The “counteracting causes” are key to Caffentzis’s critique. He sees them in the expropriation of immaterial labor, free (and possibly forced, dependent on how you view psychological imperatives in the modern world) labor of self-construction — among other things as listed below.
Rifkin’s intuition is correct. For the Manifold of Work extends far beyond the dimension of formal waged work and this non-waged work does produce surplus value in abundance. If it is more directly and efficiently exploited, this work can become the source of an new area of surplus-value creating employment through the expansion of forced labor, the extension of direct capitalist relations into the region of labor reproduction and finally the potentiation of micro- and criminal enterprises. That is why “neoliberalism,” “neo-slavery,” “Grameenism,” and the “drug war” are the more appropriate shibboleths of the Third Industrial Revolution rather than the “non-profit” third sector touted by Rifkin, for they can activate the “counteracting causes” to the precipitous decline in the rate of profit computerization, robotization and genetic engineering provoke. [bold added]

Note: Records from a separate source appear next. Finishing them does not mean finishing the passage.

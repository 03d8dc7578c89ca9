pub mod env;
pub mod host;
pub mod list;
pub mod resources;
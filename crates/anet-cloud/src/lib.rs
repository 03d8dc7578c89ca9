//! Atlantic.Net inventory core
//!
//! Resource model, snapshot cache, refresh policy and inventory building
//! shared by the `anet_inventory` binary and provider implementations.
//!
//! # Architecture
//!
//! ```text
//! ┌─────────────────────────────────────────────────┐
//! │                 anet_inventory                   │
//! │        (--list / --host / --images ...)          │
//! └─────────────────┬───────────────────────────────┘
//!                   │
//! ┌─────────────────▼───────────────────────────────┐
//! │                  anet-cloud                      │
//! │  ┌──────────────┐  ┌──────────────┐             │
//! │  │RefreshPolicy │──│  CacheStore  │             │
//! │  └──────┬───────┘  └──────────────┘             │
//! │  ┌──────▼───────┐  ┌──────────────┐             │
//! │  │CloudProvider │  │  Inventory   │             │
//! │  └──────────────┘  └──────────────┘             │
//! └───────┬─────────────────────────────────────────┘
//!         │
//! ┌───────▼──────────┐
//! │ atlantic-net API │
//! └──────────────────┘
//! ```

pub mod cache;
pub mod error;
pub mod hostvars;
pub mod inventory;
pub mod provider;
pub mod refresh;
pub mod resource;

#[cfg(test)]
pub(crate) mod testing;

// Re-exports
pub use cache::{CacheSnapshot, CacheStore};
pub use error::{CloudError, Result};
pub use hostvars::{host_variables, parse_host_id};
pub use inventory::{HostGroup, Inventory, InventoryEntry, build_inventory, to_safe};
pub use provider::CloudProvider;
pub use refresh::{RefreshOptions, RefreshPolicy};
pub use resource::{Record, ResourceKind, ResourceSet};
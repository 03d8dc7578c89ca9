use anet_config::{Credentials, ENV_PRIVATE_KEY, ENV_PUBLIC_KEY};

/// Credentials as `KEY=value` lines, ready for `export $(anet_inventory --env)`
pub fn render(credentials: &Credentials) -> String {
    format!(
        "{}={}\n{}={}",
        ENV_PUBLIC_KEY, credentials.public_key, ENV_PRIVATE_KEY, credentials.private_key
    )
}

pub fn handle(credentials: &Credentials) {
    println!("{}", render(credentials));
}
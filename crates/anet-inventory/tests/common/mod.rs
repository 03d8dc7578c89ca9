use assert_cmd::Command;
use std::fs;
use std::path::{Path, PathBuf};
use tempfile::TempDir;

pub const CACHE_FILE: &str = "ansible-atlantic_net.cache";

pub struct TestProject {
    pub root: TempDir,
}

impl TestProject {
    pub fn new() -> Self {
        let root = tempfile::tempdir().unwrap();
        Self { root }
    }

    pub fn path(&self) -> PathBuf {
        self.root.path().to_path_buf()
    }

    pub fn cache_path(&self) -> PathBuf {
        self.root.path().join(CACHE_FILE)
    }

    /// Command isolated from the caller's credentials and INI files
    pub fn command(&self) -> Command {
        #[allow(deprecated)]
        let mut cmd = Command::cargo_bin("anet_inventory").unwrap();
        cmd.current_dir(self.root.path())
            .env_remove("ANET_PUBLIC_KEY")
            .env_remove("ANET_PRIVATE_KEY")
            .env_remove("ANET_INI_PATH")
            .env_remove("RUST_LOG")
            .env("XDG_CONFIG_HOME", self.root.path().join("config"));
        cmd
    }

    /// Command with credentials on the command line
    pub fn authed_command(&self) -> Command {
        let mut cmd = self.command();
        cmd.args(["-a", "test-public", "-b", "test-private"]);
        cmd
    }

    pub fn write_ini(&self, content: &str) {
        fs::write(self.root.path().join("anet_inventory.ini"), content).unwrap();
    }

    pub fn write_cache(&self, content: &serde_json::Value) {
        write_json(&self.cache_path(), content);
    }

    pub fn read_cache(&self) -> String {
        fs::read_to_string(self.cache_path()).unwrap()
    }
}

fn write_json(path: &Path, content: &serde_json::Value) {
    fs::write(path, serde_json::to_string(content).unwrap()).unwrap();
}

/// A cache holding one cloudserver and one plan
pub fn sample_cache() -> serde_json::Value {
    serde_json::json!({
        "data": {
            "cloudservers": [{
                "id": 1,
                "name": "web1",
                "vm_ip_address": "10.0.0.1",
                "vm_image": "img-1",
                "vm_image_display_name": "Ubuntu 20.04",
                "vm_plan_name": "small",
                "vm_status": "active"
            }],
            "plans": [{"plan_name": "small", "num_cpu": "1"}]
        },
        "inventory": {}
    })
}
//! In-memory provider recording every call

use crate::error::{CloudError, Result};
use crate::provider::CloudProvider;
use crate::resource::{Record, ResourceKind};
use async_trait::async_trait;
use serde_json::{Value, json};
use std::sync::Mutex;

pub fn record(value: Value) -> Record {
    value.as_object().cloned().unwrap()
}

pub struct MockProvider {
    fail: bool,
    calls: Mutex<Vec<ResourceKind>>,
    shown: Mutex<Vec<i64>>,
}

impl MockProvider {
    pub fn new() -> Self {
        Self {
            fail: false,
            calls: Mutex::new(Vec::new()),
            shown: Mutex::new(Vec::new()),
        }
    }

    pub fn failing() -> Self {
        Self {
            fail: true,
            ..Self::new()
        }
    }

    /// Kinds fetched so far, in call order
    pub fn calls(&self) -> Vec<ResourceKind> {
        self.calls.lock().unwrap().clone()
    }

    pub fn shown(&self) -> Vec<i64> {
        self.shown.lock().unwrap().clone()
    }

    /// What the provider returns for `kind`
    pub fn records(&self, kind: ResourceKind) -> Vec<Record> {
        vec![record(json!({"kind": kind.as_str(), "fresh": true}))]
    }

    fn respond(&self, kind: ResourceKind) -> Result<Vec<Record>> {
        self.calls.lock().unwrap().push(kind);
        if self.fail {
            return Err(CloudError::AuthenticationFailed("bad key".into()));
        }
        Ok(self.records(kind))
    }
}

#[async_trait]
impl CloudProvider for MockProvider {
    fn name(&self) -> &str {
        "mock"
    }

    async fn all_active_cloudservers(&self) -> Result<Vec<Record>> {
        self.respond(ResourceKind::Cloudservers)
    }

    async fn all_images(&self, _filter: Option<&str>) -> Result<Vec<Record>> {
        self.respond(ResourceKind::Images)
    }

    async fn plans(&self) -> Result<Vec<Record>> {
        self.respond(ResourceKind::Plans)
    }

    async fn all_ssh_keys(&self) -> Result<Vec<Record>> {
        self.respond(ResourceKind::SshKeys)
    }

    async fn show_cloudserver(&self, id: i64) -> Result<Record> {
        self.shown.lock().unwrap().push(id);
        Ok(record(json!({
            "InstanceId": id.to_string(),
            "vm_status": "active",
            "vm_ip_address": format!("10.0.0.{}", id)
        })))
    }
}
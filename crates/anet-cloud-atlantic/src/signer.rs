//! Request signing for the Atlantic.Net Cloud API
//!
//! Every request carries a `Signature` parameter: the base64 encoded
//! HMAC-SHA256 of `Timestamp` followed by `Rndguid`, keyed with the
//! account's private key.

use base64::Engine;
use ring::hmac;

pub fn sign(private_key: &str, timestamp: i64, rndguid: &str) -> String {
    let key = hmac::Key::new(hmac::HMAC_SHA256, private_key.as_bytes());
    let message = format!("{}{}", timestamp, rndguid);
    let signature = hmac::sign(&key, message.as_bytes());
    base64::engine::general_purpose::STANDARD.encode(signature.as_ref())
}
use anet_cloud::{Inventory, RefreshPolicy, ResourceKind, build_inventory};
use serde_json::{Map, Value};

/// `--list`: refresh the cloudservers and group them into an inventory
pub async fn handle(
    policy: &mut RefreshPolicy<'_>,
    group_variables: &Map<String, Value>,
) -> anyhow::Result<Inventory> {
    policy.load(Some(ResourceKind::Cloudservers)).await?;

    let cloudservers = policy.data().records(ResourceKind::Cloudservers);
    Ok(build_inventory(cloudservers, group_variables)?)
}
//! One inventory run against a provider and a cache directory

use crate::commands;
use anet_cloud::{
    CacheSnapshot, CacheStore, CloudError, CloudProvider, RefreshOptions, RefreshPolicy,
    ResourceKind,
};
use anyhow::Context;
use serde_json::{Map, Value};
use std::time::Duration;

/// What the run prints
#[derive(Debug, Clone, PartialEq, Eq)]
pub enum View {
    List,
    Host(String),
    All,
    Resource(ResourceKind),
}

/// Everything a run needs besides the provider and the cache
pub struct RunContext<'a> {
    pub cache_max_age: Duration,
    pub options: RefreshOptions,
    pub group_variables: &'a Map<String, Value>,
}

/// Serve `view`, fetching what the cache cannot provide
///
/// The snapshot is rewritten only when something was fetched. It then holds
/// the fetched kinds next to the kinds served from the cache, along with the
/// inventory just built or, for the other views, the cached one.
pub async fn execute(
    provider: &dyn CloudProvider,
    cache: &CacheStore,
    view: &View,
    ctx: RunContext<'_>,
) -> anyhow::Result<Value> {
    let cache_valid = cache.is_valid(ctx.cache_max_age).await;
    let CacheSnapshot { data, mut inventory } = cache.load().await;

    if ctx.options.force_cache && data.is_empty() {
        return Err(CloudError::CacheEmpty.into());
    }

    let mut policy = RefreshPolicy::new(provider, data, cache_valid, ctx.options);

    let json_data = match view {
        View::Resource(kind) => commands::resources::handle(&mut policy, Some(*kind)).await?,
        View::All => commands::resources::handle(&mut policy, None).await?,
        View::Host(host) => commands::host::handle(provider, host).await?,
        View::List => {
            let built = commands::list::handle(&mut policy, ctx.group_variables).await?;
            let json_data = serde_json::to_value(&built)?;
            inventory = built;
            json_data
        }
    };

    if policy.is_refreshed() {
        let snapshot = CacheSnapshot {
            data: policy.into_data(),
            inventory,
        };
        cache
            .save(&snapshot)
            .await
            .with_context(|| format!("Failed to write cache {}", cache.path().display()))?;
    }

    Ok(json_data)
}
//! Cloud provider error types

use thiserror::Error;

/// Cloud provider errors
#[derive(Error, Debug)]
pub enum CloudError {
    #[error("Authentication failed: {0}")]
    AuthenticationFailed(String),

    #[error("API error: {0}")]
    ApiError(String),

    #[error("Invalid host id '{0}': expected an integer cloudserver id")]
    InvalidHostId(String),

    #[error("Invalid cloudserver record: {0}")]
    InvalidRecord(String),

    #[error("Cache is empty and --force-cache was specified")]
    CacheEmpty,

    #[error("IO error: {0}")]
    Io(#[from] std::io::Error),

    #[error("JSON error: {0}")]
    Json(#[from] serde_json::Error),
}

pub type Result<T> = std::result::Result<T, CloudError>;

Caffentzis has little sympathy for Negri’s vision of the multitude eluding capital’s control. But there does seem to be something to Negri’s claim, in Caffentzis’s words, that “techno-scientific labor cannot be controlled by capital via its system of wages and work discipline rounded out with the promise of entrance into the top levels of managerial, financial and political power for the ‘best.’ ” Another way of putting that is: workers need more than wages to feel rewarded. They need attention, recognition, meaning, what have you (this is one of the “consequences of modernity”; the destabilization of identity and the onset of perpetual reflexivity). This doesn’t allow them to escape from capital, but instead opens a new means by which labor can be exploited, controlled. The workers’ pursuit of affect is a new potential market, a potential source of profit, a space that thanks to technological developments can be rationalized and subsumed to capitalist relations.